YOUR GOAL> Two lines below mark the span: the one containing "and their factories." and the one containing "pub type StatisticFactory = Box<". Set down both, plus every line between, exactly as they stand, and nothing else.

************

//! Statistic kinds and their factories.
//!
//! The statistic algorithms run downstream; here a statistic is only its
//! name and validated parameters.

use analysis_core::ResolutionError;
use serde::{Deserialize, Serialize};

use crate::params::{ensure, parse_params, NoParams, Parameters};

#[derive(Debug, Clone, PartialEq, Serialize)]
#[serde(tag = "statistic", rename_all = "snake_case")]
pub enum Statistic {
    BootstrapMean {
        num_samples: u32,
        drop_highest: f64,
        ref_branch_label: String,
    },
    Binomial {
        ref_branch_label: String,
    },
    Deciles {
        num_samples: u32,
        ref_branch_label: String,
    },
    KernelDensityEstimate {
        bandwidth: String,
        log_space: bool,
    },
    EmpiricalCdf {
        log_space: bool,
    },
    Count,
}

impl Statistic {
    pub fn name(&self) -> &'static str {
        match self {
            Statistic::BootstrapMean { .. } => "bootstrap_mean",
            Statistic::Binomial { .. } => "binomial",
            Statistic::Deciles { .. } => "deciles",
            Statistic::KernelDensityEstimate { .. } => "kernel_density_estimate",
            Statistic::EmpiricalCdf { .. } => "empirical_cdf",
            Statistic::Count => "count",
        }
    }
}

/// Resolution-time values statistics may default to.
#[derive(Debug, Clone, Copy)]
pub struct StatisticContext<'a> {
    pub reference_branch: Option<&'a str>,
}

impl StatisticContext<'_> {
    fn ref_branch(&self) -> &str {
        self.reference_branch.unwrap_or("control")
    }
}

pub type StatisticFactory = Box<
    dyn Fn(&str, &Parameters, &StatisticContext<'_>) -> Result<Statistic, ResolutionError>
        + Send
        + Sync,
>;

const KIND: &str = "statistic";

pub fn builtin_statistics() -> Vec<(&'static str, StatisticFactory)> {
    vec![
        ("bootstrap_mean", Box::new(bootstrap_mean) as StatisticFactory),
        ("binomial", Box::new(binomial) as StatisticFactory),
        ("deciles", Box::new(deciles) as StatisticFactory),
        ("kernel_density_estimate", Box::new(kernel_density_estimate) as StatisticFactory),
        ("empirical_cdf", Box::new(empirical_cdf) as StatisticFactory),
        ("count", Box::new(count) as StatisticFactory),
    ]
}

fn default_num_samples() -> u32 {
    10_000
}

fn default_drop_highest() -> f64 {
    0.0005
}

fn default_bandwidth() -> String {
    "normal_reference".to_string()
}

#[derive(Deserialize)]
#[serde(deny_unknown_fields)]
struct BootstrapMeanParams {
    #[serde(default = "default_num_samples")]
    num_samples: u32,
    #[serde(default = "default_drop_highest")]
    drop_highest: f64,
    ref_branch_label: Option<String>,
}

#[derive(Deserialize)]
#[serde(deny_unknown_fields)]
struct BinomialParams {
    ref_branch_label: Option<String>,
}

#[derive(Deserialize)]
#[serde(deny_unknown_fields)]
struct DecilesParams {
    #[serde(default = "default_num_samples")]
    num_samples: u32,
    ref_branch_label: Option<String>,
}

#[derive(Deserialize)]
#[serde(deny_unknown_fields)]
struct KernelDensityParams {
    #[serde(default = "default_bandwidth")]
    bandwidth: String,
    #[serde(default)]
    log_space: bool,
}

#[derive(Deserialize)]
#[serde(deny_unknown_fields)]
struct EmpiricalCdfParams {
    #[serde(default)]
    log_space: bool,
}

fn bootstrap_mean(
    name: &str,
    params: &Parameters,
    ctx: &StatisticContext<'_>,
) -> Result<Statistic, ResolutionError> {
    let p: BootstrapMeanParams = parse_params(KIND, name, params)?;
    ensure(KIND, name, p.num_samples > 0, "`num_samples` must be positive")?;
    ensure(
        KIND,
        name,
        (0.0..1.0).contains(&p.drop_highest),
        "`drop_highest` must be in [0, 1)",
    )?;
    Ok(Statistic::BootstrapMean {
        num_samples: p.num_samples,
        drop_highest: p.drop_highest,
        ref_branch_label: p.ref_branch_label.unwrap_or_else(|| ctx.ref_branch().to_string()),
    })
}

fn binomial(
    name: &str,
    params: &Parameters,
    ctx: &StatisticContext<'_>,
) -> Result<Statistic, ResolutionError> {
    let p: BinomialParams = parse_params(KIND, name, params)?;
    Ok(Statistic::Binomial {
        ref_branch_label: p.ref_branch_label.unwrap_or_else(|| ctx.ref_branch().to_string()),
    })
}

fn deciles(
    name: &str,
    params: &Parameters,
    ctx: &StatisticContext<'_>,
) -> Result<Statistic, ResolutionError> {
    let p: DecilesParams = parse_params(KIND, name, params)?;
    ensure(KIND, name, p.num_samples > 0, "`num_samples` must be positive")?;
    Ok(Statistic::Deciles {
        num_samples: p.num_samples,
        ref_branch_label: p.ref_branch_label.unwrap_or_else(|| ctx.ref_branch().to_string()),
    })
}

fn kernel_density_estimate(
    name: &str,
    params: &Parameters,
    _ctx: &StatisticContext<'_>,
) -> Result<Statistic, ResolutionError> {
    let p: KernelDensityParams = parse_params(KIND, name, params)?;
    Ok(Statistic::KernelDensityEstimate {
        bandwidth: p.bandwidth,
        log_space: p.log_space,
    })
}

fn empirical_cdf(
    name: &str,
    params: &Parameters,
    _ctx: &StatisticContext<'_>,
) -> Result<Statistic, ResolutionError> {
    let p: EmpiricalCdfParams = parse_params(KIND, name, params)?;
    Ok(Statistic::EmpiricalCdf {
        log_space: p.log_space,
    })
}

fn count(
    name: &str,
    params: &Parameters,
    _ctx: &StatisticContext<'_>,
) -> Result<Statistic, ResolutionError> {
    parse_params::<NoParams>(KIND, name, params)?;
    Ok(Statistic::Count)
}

************

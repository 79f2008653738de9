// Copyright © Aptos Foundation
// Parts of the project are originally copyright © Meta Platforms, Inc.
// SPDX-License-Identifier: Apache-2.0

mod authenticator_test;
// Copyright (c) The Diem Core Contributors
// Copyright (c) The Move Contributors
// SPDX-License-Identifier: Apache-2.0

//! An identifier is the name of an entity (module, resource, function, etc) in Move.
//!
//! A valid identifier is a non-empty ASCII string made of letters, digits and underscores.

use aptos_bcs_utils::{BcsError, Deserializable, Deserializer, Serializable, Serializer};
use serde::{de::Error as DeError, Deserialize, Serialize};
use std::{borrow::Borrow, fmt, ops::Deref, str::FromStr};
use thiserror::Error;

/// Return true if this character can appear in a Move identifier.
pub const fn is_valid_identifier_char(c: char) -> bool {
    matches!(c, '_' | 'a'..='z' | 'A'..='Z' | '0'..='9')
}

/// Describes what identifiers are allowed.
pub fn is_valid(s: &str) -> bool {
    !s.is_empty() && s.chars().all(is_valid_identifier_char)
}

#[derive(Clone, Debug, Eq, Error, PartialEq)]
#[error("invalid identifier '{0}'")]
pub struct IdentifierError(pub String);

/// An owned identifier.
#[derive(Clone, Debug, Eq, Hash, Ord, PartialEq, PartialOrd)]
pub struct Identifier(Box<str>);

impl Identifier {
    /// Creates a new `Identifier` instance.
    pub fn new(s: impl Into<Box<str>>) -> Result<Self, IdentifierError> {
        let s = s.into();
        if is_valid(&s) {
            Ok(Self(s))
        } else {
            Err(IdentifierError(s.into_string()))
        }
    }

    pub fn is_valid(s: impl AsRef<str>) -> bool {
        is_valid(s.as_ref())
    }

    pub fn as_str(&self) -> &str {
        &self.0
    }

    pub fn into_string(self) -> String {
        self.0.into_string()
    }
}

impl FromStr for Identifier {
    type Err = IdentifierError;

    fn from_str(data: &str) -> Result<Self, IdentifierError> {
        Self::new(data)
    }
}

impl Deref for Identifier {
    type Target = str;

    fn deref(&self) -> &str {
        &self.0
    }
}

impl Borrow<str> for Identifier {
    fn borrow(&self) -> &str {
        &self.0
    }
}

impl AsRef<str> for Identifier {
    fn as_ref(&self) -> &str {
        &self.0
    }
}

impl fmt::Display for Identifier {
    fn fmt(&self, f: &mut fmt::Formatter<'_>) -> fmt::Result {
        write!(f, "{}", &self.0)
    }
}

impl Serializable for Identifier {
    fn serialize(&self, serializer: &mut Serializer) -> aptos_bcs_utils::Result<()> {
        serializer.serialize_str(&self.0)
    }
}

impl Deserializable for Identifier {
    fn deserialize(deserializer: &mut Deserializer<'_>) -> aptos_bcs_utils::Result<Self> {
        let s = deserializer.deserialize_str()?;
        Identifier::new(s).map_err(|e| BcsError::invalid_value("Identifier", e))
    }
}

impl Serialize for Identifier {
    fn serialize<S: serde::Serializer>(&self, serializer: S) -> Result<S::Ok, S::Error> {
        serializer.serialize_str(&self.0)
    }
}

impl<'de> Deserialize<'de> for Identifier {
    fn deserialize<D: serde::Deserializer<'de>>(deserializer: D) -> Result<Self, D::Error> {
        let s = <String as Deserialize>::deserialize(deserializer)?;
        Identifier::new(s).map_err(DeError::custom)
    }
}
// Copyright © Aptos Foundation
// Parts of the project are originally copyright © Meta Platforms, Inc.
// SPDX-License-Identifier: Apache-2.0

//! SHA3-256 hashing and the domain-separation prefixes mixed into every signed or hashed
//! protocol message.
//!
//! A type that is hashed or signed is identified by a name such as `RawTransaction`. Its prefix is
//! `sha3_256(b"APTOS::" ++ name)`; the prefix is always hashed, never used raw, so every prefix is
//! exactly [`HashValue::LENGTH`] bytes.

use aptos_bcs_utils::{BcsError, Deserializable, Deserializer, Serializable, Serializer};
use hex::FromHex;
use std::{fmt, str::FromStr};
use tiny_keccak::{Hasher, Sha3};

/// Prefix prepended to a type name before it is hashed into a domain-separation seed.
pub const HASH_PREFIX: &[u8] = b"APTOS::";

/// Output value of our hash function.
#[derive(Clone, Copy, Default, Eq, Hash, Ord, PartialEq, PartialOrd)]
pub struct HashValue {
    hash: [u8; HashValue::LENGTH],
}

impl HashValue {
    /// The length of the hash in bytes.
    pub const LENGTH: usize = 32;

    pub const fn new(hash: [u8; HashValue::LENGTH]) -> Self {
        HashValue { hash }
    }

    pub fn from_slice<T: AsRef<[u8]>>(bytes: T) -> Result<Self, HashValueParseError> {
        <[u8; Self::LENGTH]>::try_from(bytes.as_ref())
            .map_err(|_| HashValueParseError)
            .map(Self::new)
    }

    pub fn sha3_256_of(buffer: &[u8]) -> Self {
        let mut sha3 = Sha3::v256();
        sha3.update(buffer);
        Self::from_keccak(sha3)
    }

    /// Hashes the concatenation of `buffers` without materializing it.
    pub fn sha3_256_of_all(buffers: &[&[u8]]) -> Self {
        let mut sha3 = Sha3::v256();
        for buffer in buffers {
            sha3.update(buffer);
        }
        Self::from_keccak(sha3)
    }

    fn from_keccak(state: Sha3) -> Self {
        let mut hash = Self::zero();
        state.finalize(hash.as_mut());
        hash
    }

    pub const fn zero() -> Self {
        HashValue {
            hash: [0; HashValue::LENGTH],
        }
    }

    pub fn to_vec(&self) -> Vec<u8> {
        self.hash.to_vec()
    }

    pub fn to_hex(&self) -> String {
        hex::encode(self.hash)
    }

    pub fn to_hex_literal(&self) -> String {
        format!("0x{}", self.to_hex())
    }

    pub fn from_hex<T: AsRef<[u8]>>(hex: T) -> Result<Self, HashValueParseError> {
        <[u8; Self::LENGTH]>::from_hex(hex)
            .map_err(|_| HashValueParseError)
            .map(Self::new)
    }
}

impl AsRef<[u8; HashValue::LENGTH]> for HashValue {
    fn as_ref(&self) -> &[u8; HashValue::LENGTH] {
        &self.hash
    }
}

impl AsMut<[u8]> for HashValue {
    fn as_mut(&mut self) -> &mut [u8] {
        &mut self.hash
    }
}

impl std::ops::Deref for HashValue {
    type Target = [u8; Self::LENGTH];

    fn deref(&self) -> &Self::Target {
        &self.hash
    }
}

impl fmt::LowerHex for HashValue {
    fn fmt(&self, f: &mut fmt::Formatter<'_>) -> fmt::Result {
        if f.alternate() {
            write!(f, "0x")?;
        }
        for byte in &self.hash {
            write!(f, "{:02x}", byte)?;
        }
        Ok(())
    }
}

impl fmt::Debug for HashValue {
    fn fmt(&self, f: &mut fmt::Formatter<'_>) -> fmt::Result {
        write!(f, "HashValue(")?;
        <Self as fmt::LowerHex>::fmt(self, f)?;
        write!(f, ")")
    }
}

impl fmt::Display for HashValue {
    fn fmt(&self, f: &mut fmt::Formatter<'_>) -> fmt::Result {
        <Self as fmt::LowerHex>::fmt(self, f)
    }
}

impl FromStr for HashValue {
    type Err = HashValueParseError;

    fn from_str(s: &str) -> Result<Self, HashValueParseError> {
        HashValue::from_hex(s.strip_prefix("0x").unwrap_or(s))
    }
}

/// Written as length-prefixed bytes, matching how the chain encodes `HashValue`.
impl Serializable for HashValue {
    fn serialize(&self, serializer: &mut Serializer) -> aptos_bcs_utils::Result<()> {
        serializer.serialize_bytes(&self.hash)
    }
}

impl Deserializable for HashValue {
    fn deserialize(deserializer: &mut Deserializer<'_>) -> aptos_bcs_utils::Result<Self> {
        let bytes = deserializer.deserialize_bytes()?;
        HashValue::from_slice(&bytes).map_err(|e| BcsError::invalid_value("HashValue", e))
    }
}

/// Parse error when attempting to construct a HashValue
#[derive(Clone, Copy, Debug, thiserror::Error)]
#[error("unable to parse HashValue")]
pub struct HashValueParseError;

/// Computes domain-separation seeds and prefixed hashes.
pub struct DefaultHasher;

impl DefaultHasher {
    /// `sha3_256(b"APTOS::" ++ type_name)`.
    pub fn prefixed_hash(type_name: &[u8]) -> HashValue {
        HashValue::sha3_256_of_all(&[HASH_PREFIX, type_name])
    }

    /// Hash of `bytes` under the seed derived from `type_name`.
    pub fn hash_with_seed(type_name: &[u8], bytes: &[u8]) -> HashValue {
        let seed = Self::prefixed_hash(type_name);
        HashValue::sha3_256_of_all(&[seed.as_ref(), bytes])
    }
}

************

EXPECTED ANSWER>
//! Statistic kinds and their factories.
//!
//! The statistic algorithms run downstream; here a statistic is only its
//! name and validated parameters.

use analysis_core::ResolutionError;
use serde::{Deserialize, Serialize};

use crate::params::{ensure, parse_params, NoParams, Parameters};

#[derive(Debug, Clone, PartialEq, Serialize)]
#[serde(tag = "statistic", rename_all = "snake_case")]
pub enum Statistic {
    BootstrapMean {
        num_samples: u32,
        drop_highest: f64,
        ref_branch_label: String,
    },
    Binomial {
        ref_branch_label: String,
    },
    Deciles {
        num_samples: u32,
        ref_branch_label: String,
    },
    KernelDensityEstimate {
        bandwidth: String,
        log_space: bool,
    },
    EmpiricalCdf {
        log_space: bool,
    },
    Count,
}

impl Statistic {
    pub fn name(&self) -> &'static str {
        match self {
            Statistic::BootstrapMean { .. } => "bootstrap_mean",
            Statistic::Binomial { .. } => "binomial",
            Statistic::Deciles { .. } => "deciles",
            Statistic::KernelDensityEstimate { .. } => "kernel_density_estimate",
            Statistic::EmpiricalCdf { .. } => "empirical_cdf",
            Statistic::Count => "count",
        }
    }
}

/// Resolution-time values statistics may default to.
#[derive(Debug, Clone, Copy)]
pub struct StatisticContext<'a> {
    pub reference_branch: Option<&'a str>,
}

impl StatisticContext<'_> {
    fn ref_branch(&self) -> &str {
        self.reference_branch.unwrap_or("control")
    }
}

pub type StatisticFactory = Box<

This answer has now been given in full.